AIM OF THE TASK: For each line of the data below that contains "names", return that line.

Dataset entries:
=======

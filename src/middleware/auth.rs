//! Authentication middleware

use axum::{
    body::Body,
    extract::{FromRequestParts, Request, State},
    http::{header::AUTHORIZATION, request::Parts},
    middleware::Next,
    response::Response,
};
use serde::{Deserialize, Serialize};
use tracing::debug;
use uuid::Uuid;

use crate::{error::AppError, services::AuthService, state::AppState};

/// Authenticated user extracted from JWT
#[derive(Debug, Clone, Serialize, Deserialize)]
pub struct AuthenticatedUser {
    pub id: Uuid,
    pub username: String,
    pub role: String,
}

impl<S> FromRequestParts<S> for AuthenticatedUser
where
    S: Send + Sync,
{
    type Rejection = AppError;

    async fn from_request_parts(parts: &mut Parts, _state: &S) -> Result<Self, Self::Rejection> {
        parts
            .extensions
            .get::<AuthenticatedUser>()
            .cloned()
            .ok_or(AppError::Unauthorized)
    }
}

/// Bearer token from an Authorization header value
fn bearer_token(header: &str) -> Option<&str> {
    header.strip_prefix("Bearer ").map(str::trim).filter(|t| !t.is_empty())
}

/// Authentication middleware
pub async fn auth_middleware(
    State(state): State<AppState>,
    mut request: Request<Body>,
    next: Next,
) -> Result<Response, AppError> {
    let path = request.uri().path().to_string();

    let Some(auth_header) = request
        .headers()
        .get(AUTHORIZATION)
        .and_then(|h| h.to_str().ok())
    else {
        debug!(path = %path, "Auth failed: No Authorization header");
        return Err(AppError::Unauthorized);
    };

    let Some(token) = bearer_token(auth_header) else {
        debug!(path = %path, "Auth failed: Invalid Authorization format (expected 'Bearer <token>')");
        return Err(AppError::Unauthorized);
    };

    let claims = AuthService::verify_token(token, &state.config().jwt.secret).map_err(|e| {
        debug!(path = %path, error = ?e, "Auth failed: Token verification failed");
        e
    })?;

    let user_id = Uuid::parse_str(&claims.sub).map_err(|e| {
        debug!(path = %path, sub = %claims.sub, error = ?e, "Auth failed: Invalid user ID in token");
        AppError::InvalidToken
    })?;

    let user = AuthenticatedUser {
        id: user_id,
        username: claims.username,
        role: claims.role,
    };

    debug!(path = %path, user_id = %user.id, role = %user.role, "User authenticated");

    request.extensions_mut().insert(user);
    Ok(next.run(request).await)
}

=======

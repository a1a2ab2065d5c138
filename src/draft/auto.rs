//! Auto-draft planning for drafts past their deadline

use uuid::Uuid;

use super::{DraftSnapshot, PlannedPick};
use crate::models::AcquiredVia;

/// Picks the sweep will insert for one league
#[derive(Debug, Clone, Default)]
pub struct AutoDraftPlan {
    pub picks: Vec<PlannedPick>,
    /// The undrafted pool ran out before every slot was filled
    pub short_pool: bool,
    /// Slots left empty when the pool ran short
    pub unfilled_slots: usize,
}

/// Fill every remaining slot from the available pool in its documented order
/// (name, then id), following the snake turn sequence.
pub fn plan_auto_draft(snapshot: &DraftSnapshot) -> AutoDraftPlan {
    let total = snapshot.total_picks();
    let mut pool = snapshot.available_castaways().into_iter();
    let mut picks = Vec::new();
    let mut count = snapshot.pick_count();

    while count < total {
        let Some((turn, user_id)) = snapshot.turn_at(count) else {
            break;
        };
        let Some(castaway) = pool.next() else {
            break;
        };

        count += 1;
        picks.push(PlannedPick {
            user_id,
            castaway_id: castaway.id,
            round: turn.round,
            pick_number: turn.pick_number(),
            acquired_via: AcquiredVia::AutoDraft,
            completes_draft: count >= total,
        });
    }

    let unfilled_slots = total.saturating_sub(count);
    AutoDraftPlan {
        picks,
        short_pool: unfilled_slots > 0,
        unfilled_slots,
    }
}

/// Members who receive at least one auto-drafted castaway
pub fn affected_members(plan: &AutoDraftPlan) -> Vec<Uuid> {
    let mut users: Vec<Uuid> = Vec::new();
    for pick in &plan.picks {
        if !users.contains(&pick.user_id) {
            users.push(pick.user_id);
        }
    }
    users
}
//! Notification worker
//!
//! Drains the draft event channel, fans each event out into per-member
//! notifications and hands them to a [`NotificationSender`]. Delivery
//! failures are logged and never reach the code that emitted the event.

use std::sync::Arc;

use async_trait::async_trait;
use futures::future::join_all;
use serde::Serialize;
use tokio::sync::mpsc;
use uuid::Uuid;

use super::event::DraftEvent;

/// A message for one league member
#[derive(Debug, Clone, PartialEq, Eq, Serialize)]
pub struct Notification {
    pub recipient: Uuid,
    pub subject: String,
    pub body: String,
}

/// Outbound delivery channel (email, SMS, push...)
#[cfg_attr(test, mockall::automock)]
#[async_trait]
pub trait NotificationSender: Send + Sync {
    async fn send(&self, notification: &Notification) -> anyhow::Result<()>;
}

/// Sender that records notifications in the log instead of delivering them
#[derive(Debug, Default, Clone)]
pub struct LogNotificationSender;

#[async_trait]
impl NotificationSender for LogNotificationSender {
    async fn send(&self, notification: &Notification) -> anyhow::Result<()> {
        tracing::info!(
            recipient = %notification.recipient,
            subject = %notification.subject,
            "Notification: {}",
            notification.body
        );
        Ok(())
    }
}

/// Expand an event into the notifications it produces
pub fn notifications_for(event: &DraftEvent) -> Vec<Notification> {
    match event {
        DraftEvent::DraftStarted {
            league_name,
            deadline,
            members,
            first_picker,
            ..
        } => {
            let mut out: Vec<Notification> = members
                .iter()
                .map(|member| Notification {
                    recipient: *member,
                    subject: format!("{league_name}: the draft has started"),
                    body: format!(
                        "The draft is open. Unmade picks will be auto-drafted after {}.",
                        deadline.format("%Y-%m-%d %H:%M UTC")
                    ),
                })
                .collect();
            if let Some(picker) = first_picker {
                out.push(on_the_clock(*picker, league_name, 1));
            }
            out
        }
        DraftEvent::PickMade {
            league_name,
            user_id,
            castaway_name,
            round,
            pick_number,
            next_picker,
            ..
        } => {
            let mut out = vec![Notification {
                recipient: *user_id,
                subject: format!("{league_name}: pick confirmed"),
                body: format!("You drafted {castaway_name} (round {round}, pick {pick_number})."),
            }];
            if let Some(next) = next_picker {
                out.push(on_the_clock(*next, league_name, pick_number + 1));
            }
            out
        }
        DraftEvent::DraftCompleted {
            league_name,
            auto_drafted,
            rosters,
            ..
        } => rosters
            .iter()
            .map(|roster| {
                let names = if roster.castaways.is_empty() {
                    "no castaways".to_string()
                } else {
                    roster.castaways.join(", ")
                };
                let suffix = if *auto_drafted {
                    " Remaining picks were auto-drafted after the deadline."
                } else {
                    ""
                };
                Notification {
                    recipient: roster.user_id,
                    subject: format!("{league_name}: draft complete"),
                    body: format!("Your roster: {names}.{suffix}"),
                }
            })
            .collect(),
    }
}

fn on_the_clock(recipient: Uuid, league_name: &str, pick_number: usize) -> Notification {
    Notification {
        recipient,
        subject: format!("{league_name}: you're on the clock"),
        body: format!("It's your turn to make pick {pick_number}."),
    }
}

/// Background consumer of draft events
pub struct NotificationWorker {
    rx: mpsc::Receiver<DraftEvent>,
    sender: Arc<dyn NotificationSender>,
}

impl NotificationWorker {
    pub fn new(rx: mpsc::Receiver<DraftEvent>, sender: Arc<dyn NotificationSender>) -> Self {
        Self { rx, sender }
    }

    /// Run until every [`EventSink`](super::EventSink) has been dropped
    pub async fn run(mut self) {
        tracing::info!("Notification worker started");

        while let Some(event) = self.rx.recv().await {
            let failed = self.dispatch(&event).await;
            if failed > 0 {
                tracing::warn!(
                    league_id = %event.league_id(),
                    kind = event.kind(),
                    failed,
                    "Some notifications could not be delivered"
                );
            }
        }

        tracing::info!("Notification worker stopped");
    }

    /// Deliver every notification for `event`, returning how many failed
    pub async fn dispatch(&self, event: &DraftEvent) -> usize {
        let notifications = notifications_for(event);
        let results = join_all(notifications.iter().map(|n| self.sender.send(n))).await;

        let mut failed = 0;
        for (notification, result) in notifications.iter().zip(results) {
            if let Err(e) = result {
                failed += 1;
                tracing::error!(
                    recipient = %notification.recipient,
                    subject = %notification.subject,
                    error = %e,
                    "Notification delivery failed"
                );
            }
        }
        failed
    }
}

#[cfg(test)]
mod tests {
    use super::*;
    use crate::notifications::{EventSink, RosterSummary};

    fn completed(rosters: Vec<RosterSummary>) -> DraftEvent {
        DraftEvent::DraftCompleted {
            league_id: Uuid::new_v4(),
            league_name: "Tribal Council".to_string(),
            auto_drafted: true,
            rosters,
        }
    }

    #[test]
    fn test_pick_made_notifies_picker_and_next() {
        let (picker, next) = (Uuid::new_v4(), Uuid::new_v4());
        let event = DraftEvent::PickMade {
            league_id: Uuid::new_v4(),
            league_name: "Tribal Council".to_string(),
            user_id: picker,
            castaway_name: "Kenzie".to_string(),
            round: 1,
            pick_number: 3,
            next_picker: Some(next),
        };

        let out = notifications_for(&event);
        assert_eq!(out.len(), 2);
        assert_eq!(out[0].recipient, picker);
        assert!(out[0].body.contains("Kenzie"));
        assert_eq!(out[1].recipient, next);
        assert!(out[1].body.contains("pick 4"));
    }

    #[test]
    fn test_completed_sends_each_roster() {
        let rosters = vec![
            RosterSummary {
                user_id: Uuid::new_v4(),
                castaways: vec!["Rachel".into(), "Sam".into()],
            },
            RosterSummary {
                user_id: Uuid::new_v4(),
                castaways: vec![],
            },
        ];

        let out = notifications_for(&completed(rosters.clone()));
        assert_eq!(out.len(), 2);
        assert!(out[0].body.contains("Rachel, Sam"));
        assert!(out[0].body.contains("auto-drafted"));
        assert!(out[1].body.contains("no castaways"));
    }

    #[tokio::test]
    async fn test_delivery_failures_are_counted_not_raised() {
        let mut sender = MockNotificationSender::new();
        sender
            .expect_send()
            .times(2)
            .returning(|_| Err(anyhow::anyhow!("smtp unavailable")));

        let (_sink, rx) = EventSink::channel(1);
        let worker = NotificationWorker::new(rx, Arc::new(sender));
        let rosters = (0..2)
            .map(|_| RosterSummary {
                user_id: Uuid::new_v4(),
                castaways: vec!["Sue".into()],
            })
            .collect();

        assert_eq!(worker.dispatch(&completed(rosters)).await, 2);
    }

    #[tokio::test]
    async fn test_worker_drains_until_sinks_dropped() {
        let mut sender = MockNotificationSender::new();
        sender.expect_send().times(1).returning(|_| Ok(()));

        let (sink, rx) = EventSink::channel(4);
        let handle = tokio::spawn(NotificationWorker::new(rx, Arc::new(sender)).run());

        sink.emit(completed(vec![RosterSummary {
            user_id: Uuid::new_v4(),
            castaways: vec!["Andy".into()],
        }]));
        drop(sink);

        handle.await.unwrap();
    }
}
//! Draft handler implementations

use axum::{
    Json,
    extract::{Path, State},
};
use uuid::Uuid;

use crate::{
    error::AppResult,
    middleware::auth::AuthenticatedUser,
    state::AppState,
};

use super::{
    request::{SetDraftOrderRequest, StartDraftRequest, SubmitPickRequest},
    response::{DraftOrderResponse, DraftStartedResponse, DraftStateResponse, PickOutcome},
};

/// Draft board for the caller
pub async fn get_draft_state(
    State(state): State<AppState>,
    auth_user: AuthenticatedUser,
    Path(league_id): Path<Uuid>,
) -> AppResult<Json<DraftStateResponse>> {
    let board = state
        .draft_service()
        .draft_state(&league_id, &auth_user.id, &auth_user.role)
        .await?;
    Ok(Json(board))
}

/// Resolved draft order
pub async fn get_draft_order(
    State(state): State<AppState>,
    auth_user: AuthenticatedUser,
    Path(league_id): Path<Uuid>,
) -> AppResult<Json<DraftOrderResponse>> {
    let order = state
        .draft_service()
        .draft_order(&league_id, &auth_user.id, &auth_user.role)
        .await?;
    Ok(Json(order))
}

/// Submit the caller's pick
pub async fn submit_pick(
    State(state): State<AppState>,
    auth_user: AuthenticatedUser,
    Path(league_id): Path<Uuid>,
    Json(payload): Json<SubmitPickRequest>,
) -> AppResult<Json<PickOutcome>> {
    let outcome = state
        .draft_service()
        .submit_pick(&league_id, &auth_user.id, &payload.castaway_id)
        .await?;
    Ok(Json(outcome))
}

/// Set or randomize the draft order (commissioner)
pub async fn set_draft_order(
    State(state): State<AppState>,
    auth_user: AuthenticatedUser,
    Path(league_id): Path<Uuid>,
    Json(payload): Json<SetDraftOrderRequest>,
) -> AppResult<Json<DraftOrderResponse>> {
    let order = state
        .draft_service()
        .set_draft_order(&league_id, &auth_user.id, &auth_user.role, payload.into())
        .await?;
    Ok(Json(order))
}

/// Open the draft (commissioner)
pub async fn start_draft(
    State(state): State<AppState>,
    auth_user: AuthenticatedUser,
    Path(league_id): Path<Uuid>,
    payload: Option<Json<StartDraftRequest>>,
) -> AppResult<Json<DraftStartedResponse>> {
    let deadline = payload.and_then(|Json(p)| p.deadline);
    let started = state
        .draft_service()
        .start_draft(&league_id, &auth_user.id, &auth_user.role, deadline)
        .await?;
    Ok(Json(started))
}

=======

ANSWER SPACE:
                let names = if roster.castaways.is_empty() {
                    body: format!("Your roster: {names}.{suffix}"),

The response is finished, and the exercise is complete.